Hydrothermal liquefaction of protein-containing biomass: study of model compounds for Maillard reactions

Abstract

The potential application of bio-oil production from nitrogen-containing biomass via hydrothermal liquefaction (HTL) may be limited due to high nitrogen content, making this product oil unsuitable for fuel-related uses. The Maillard reaction is expected to play a most significant role in the interaction between proteins and carbohydrates during the hydrothermal treatment. To evaluate the Maillard reaction network in this process, lactose, maltose, and lysine were employed as model substances and tested individually and in binary mixtures. HTL experiments were conducted at temperatures between 250 and 350 °C and at 20 min reaction time. When treated individually, conversion of lysine leads to higher bio-oil yields (5–17 wt.%) than the model carbohydrates (6–10 wt.%) during HTL. In mixtures with carbohydrates, the measured bio-oil yields exceeded those obtained from conversion of the single substances (10–39 wt.%). Both yields and the relative nitrogen content of the bio-oil, increase with rising reaction temperature.
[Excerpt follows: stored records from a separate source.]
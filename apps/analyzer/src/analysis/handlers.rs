//! Axum route handlers for the Analysis API.

use axum::{
    extract::{multipart::MultipartError, Multipart, State},
    Json,
};

use crate::analysis::models::AnalysisOutcome;
use crate::analysis::pipeline::{run_analysis, AnalysisRequest, ResumeUpload};
use crate::errors::AppError;
use crate::state::AppState;

/// Fields read from an analysis upload form.
#[derive(Debug, Default)]
pub struct AnalysisForm {
    pub request: AnalysisRequest,
    /// `None` when the form carried no `diagnostics` field.
    pub diagnostics: Option<bool>,
}

fn invalid_upload(e: MultipartError) -> AppError {
    AppError::Validation(format!("Invalid upload: {}", e.body_text()))
}

fn is_truthy(value: &str) -> bool {
    matches!(
        value.trim().to_ascii_lowercase().as_str(),
        "1" | "true" | "on" | "yes"
    )
}

/// Reads `resume`, `job_description` and `diagnostics` from a multipart body.
/// Unknown fields are ignored. A file part with no name and no content (what
/// browsers send when nothing was chosen) counts as no upload.
pub async fn read_analysis_form(mut multipart: Multipart) -> Result<AnalysisForm, AppError> {
    let mut form = AnalysisForm::default();

    while let Some(field) = multipart.next_field().await.map_err(invalid_upload)? {
        let name = field.name().unwrap_or_default().to_string();
        match name.as_str() {
            "resume" => {
                let file_name = field.file_name().unwrap_or_default().to_string();
                let content_type = field.content_type().map(str::to_string);
                let bytes = field.bytes().await.map_err(invalid_upload)?;
                if file_name.is_empty() && bytes.is_empty() {
                    continue;
                }
                form.request.resume = Some(ResumeUpload {
                    file_name,
                    content_type,
                    bytes,
                });
            }
            "job_description" => {
                form.request.job_description = field.text().await.map_err(invalid_upload)?;
            }
            "diagnostics" => {
                let value = field.text().await.map_err(invalid_upload)?;
                form.diagnostics = Some(is_truthy(&value));
            }
            _ => {}
        }
    }

    Ok(form)
}

/// POST /api/v1/analyze
///
/// Multipart: `resume` (PDF), `job_description` (text), optional `diagnostics`.
/// Returns the analysis result, or `{error, raw_response?}` when the model
/// reply could not be used.
pub async fn handle_analyze(
    State(state): State<AppState>,
    multipart: Multipart,
) -> Result<Json<AnalysisOutcome>, AppError> {
    let form = read_analysis_form(multipart).await?;
    let diagnostics = form.diagnostics.unwrap_or(false);
    let outcome = run_analysis(state.llm.as_ref(), &form.request, diagnostics).await?;
    Ok(Json(outcome))
}
//! Analysis pipeline.
//!
//! Flow: validate inputs → extract resume text → build prompt →
//!       model call → normalize reply.
//!
//! Validation failures return before any model call is made.

use bytes::Bytes;
use tracing::info;

use crate::analysis::extractor::{extract_resume_text_blocking, is_pdf_upload};
use crate::analysis::models::AnalysisOutcome;
use crate::analysis::normalizer::normalize_reply;
use crate::analysis::prompts::build_analysis_prompt;
use crate::errors::AppError;
use crate::llm_client::TextGenerator;

pub const MISSING_INPUT_MESSAGE: &str =
    "Please upload your resume and enter a job description to proceed with the analysis.";
pub const NOT_PDF_MESSAGE: &str = "Please upload your resume as a PDF file.";

/// An uploaded resume file.
#[derive(Debug, Clone)]
pub struct ResumeUpload {
    pub file_name: String,
    pub content_type: Option<String>,
    pub bytes: Bytes,
}

/// Inputs for one user-initiated analysis.
#[derive(Debug, Clone, Default)]
pub struct AnalysisRequest {
    pub resume: Option<ResumeUpload>,
    pub job_description: String,
}

/// Checks required inputs and returns the resume to analyze.
pub fn validate(request: &AnalysisRequest) -> Result<&ResumeUpload, AppError> {
    let resume = request
        .resume
        .as_ref()
        .filter(|r| !r.bytes.is_empty())
        .filter(|_| !request.job_description.trim().is_empty())
        .ok_or_else(|| AppError::Validation(MISSING_INPUT_MESSAGE.to_string()))?;

    let head = &resume.bytes[..resume.bytes.len().min(8)];
    if !is_pdf_upload(&resume.file_name, resume.content_type.as_deref(), head) {
        return Err(AppError::Validation(NOT_PDF_MESSAGE.to_string()));
    }

    Ok(resume)
}

/// Runs one analysis end to end.
///
/// Document and transport faults are returned as errors; an unusable model
/// reply is not an error and comes back as `AnalysisOutcome::Failure`.
pub async fn run_analysis(
    generator: &dyn TextGenerator,
    request: &AnalysisRequest,
    diagnostics: bool,
) -> Result<AnalysisOutcome, AppError> {
    let resume = validate(request)?;

    info!(
        "Analyzing '{}' ({} bytes) against a {}-character job description",
        resume.file_name,
        resume.bytes.len(),
        request.job_description.chars().count()
    );

    let resume_text = extract_resume_text_blocking(resume.bytes.clone()).await?;

    analyze_resume_text(generator, &resume_text, &request.job_description, diagnostics).await
}

/// Model call and normalization for already-extracted resume text.
pub async fn analyze_resume_text(
    generator: &dyn TextGenerator,
    resume_text: &str,
    job_description: &str,
    diagnostics: bool,
) -> Result<AnalysisOutcome, AppError> {
    let prompt = build_analysis_prompt(resume_text, job_description);
    let reply = generator.generate(&prompt).await?;
    info!(
        "Model {} replied with {} characters",
        generator.model(),
        reply.chars().count()
    );

    Ok(normalize_reply(&reply, diagnostics))
}
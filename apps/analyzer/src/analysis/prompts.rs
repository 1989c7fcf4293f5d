// Prompt template for resume analysis.

/// ATS evaluation prompt. Replace `{resume_text}` and `{jd_text}` before sending.
pub const ANALYSIS_PROMPT_TEMPLATE: &str = r#"
Act as a highly experienced ATS (Applicant Tracking System) specializing in software engineering,
data science, data analytics, and big data roles. Evaluate the resume against the provided job description.
Consider that the job market is competitive and provide insights for improvement.

Resume: {resume_text}
Job Description: {jd_text}

You must respond with ONLY a valid JSON object and nothing else. No markdown, no extra text.
The JSON should have this exact structure:
{
  "JD Match": "X%",
  "MissingKeywords": ["keyword1", "keyword2", "..."],
  "MatchedKeywords": ["keyword1", "keyword2", "..."],
  "ProfileSummary": "detailed summary here",
  "StrengthAreas": ["strength1", "strength2", "..."],
  "ImprovementAreas": ["area1", "area2", "..."],
  "RecommendedSkills": ["skill1", "skill2", "..."]
}
"#;

/// Interpolates both inputs verbatim. The job description is substituted
/// last so placeholder-looking text inside the resume is left alone.
pub fn build_analysis_prompt(resume_text: &str, jd_text: &str) -> String {
    let (head, tail) = ANALYSIS_PROMPT_TEMPLATE
        .split_once("{resume_text}")
        .unwrap_or((ANALYSIS_PROMPT_TEMPLATE, ""));
    format!("{head}{resume_text}{}", tail.replacen("{jd_text}", jd_text, 1))
}

#[cfg(test)]
mod tests {
    use super::*;

    #[test]
    fn test_prompt_embeds_both_inputs() {
        let prompt = build_analysis_prompt("Jane Doe, Rust engineer", "Senior Rust role");
        assert!(prompt.contains("Resume: Jane Doe, Rust engineer\n"));
        assert!(prompt.contains("Job Description: Senior Rust role\n"));
        assert!(!prompt.contains("{resume_text}"));
        assert!(!prompt.contains("{jd_text}"));
    }

    #[test]
    fn test_prompt_carries_schema() {
        let prompt = build_analysis_prompt("", "");
        for key in [
            "\"JD Match\"",
            "\"MissingKeywords\"",
            "\"MatchedKeywords\"",
            "\"ProfileSummary\"",
            "\"StrengthAreas\"",
            "\"ImprovementAreas\"",
            "\"RecommendedSkills\"",
        ] {
            assert!(prompt.contains(key), "missing {key}");
        }
    }

    #[test]
    fn test_placeholder_text_in_resume_is_not_substituted() {
        let prompt = build_analysis_prompt("literal {jd_text} in resume", "the JD");
        assert!(prompt.contains("Resume: literal {jd_text} in resume"));
        assert!(prompt.contains("Job Description: the JD"));
    }

    #[test]
    fn test_empty_inputs_are_allowed() {
        let prompt = build_analysis_prompt("", "");
        assert!(prompt.contains("Resume: \n"));
        assert!(prompt.contains("Job Description: \n"));
    }
}
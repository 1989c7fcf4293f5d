//! Small helpers for building HTML strings.

/// Escapes text for use in element content and quoted attribute values.
pub fn escape(text: &str) -> String {
    let mut out = String::with_capacity(text.len());
    for c in text.chars() {
        match c {
            '&' => out.push_str("&amp;"),
            '<' => out.push_str("&lt;"),
            '>' => out.push_str("&gt;"),
            '"' => out.push_str("&quot;"),
            '\'' => out.push_str("&#39;"),
            _ => out.push(c),
        }
    }
    out
}

/// Wraps `body` in a card with an optional section header.
pub fn card(header: Option<&str>, body: &str) -> String {
    match header {
        Some(header) => format!(
            "<div class='card'><p class='section-header'>{header}</p>{body}</div>"
        ),
        None => format!("<div class='card'>{body}</div>"),
    }
}

#[cfg(test)]
mod tests {
    use super::*;

    #[test]
    fn test_escape_special_characters() {
        assert_eq!(
            escape(r#"<script>alert("x & 'y'")</script>"#),
            "&lt;script&gt;alert(&quot;x &amp; &#39;y&#39;&quot;)&lt;/script&gt;"
        );
    }

    #[test]
    fn test_escape_leaves_plain_text_and_unicode() {
        assert_eq!(escape("C++ / Rust ✓"), "C++ / Rust ✓");
    }

    #[test]
    fn test_card_with_and_without_header() {
        assert_eq!(card(None, "x"), "<div class='card'>x</div>");
        assert!(card(Some("Title"), "x").contains("<p class='section-header'>Title</p>"));
    }
}
use axum::Json;
use serde_json::{json, Value};

/// GET /health
/// Returns a simple status object with service version.
pub async fn health_handler() -> Json<Value> {
    Json(json!({
        "status": "ok",
        "version": env!("CARGO_PKG_VERSION"),
        "service": "recruitease"
    }))
}
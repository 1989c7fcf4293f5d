// Resume analysis: PDF text extraction, prompt, model call, reply normalization.
// All model calls go through llm_client.

pub mod extractor;
pub mod handlers;
pub mod models;
pub mod normalizer;
pub mod pipeline;
pub mod prompts;
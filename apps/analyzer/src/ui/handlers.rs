//! Axum route handlers for the HTML page.
//!
//! Form actions follow post/redirect/get: they update the session and
//! redirect to `/`, which renders it.

use axum::{
    extract::{Multipart, State},
    http::{header, HeaderMap},
    response::{Html, IntoResponse, Redirect, Response},
    Form,
};
use chrono::Utc;
use serde::Deserialize;
use tracing::info;
use uuid::Uuid;

use crate::analysis::handlers::read_analysis_form;
use crate::analysis::pipeline::run_analysis;
use crate::session::{session_cookie, session_id_or_new, AnalysisRecord, Notice};
use crate::state::AppState;
use crate::ui::page::render_page;

fn redirect_home(id: Uuid) -> Response {
    (
        [(header::SET_COOKIE, session_cookie(id))],
        Redirect::to("/"),
    )
        .into_response()
}

/// GET /
pub async fn handle_index(State(state): State<AppState>, headers: HeaderMap) -> Response {
    let id = session_id_or_new(&headers);
    let session = state.sessions.load(id).await;
    let page = render_page(&session);

    // Notices are shown once.
    if let Some(shown) = session.notice {
        state
            .sessions
            .update(id, |s| {
                if s.notice.as_ref() == Some(&shown) {
                    s.notice = None;
                }
            })
            .await;
    }

    ([(header::SET_COOKIE, session_cookie(id))], Html(page)).into_response()
}

/// POST /analyze
///
/// The model call can take a while; the session is only written once it
/// returns, and only the fields this request owns are changed.
pub async fn handle_analyze_form(
    State(state): State<AppState>,
    headers: HeaderMap,
    multipart: Multipart,
) -> Response {
    let id = session_id_or_new(&headers);
    let diagnostics = state.sessions.load(id).await.diagnostics;

    let form = match read_analysis_form(multipart).await {
        Ok(form) => form,
        Err(e) => {
            e.log();
            state
                .sessions
                .update(id, |s| s.notice = Some(Notice::error(e.user_message())))
                .await;
            return redirect_home(id);
        }
    };

    let job_description = form.request.job_description.clone();
    let resume_name = form
        .request
        .resume
        .as_ref()
        .map(|r| r.file_name.clone())
        .unwrap_or_default();
    let result = run_analysis(state.llm.as_ref(), &form.request, diagnostics).await;

    state
        .sessions
        .update(id, |session| {
            session.job_description = job_description;
            match result {
                Ok(outcome) => {
                    info!(session = %id, success = outcome.is_success(), "Analysis stored");
                    session.notice = None;
                    session.record = Some(AnalysisRecord {
                        outcome,
                        resume_name,
                        analyzed_at: Utc::now(),
                    });
                }
                Err(e) => {
                    e.log();
                    session.notice = Some(Notice::error(e.user_message()));
                }
            }
        })
        .await;

    redirect_home(id)
}

/// POST /reset
pub async fn handle_reset(State(state): State<AppState>, headers: HeaderMap) -> Response {
    let id = session_id_or_new(&headers);
    state.sessions.update(id, |s| s.reset()).await;
    redirect_home(id)
}

#[derive(Debug, Deserialize)]
pub struct SettingsForm {
    /// Checkbox: present when checked.
    pub diagnostics: Option<String>,
}

/// POST /settings
pub async fn handle_settings(
    State(state): State<AppState>,
    headers: HeaderMap,
    Form(form): Form<SettingsForm>,
) -> Response {
    let id = session_id_or_new(&headers);
    let enabled = form.diagnostics.is_some();
    state
        .sessions
        .update(id, |s| {
            s.diagnostics = enabled;
            s.notice = Some(Notice::info(if enabled {
                "Debug mode enabled."
            } else {
                "Debug mode disabled."
            }));
        })
        .await;
    redirect_home(id)
}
The composition of the bio-oils obtained through HTL experiments was investigated in more detail: cyclopentenes and furfurals were obtained from disaccharide decomposition, piperidines and quinolines in the bio-oil originate from lysine, pyrazine and its derivatives are obtained from the mixture of lysine and disaccharides. A reaction scheme based on key chemical compounds accompanied with functional groups identified by FT-IR and NMR was developed to provide a better understanding of the Maillard reaction and its impact during HTL of protein-containing biomass.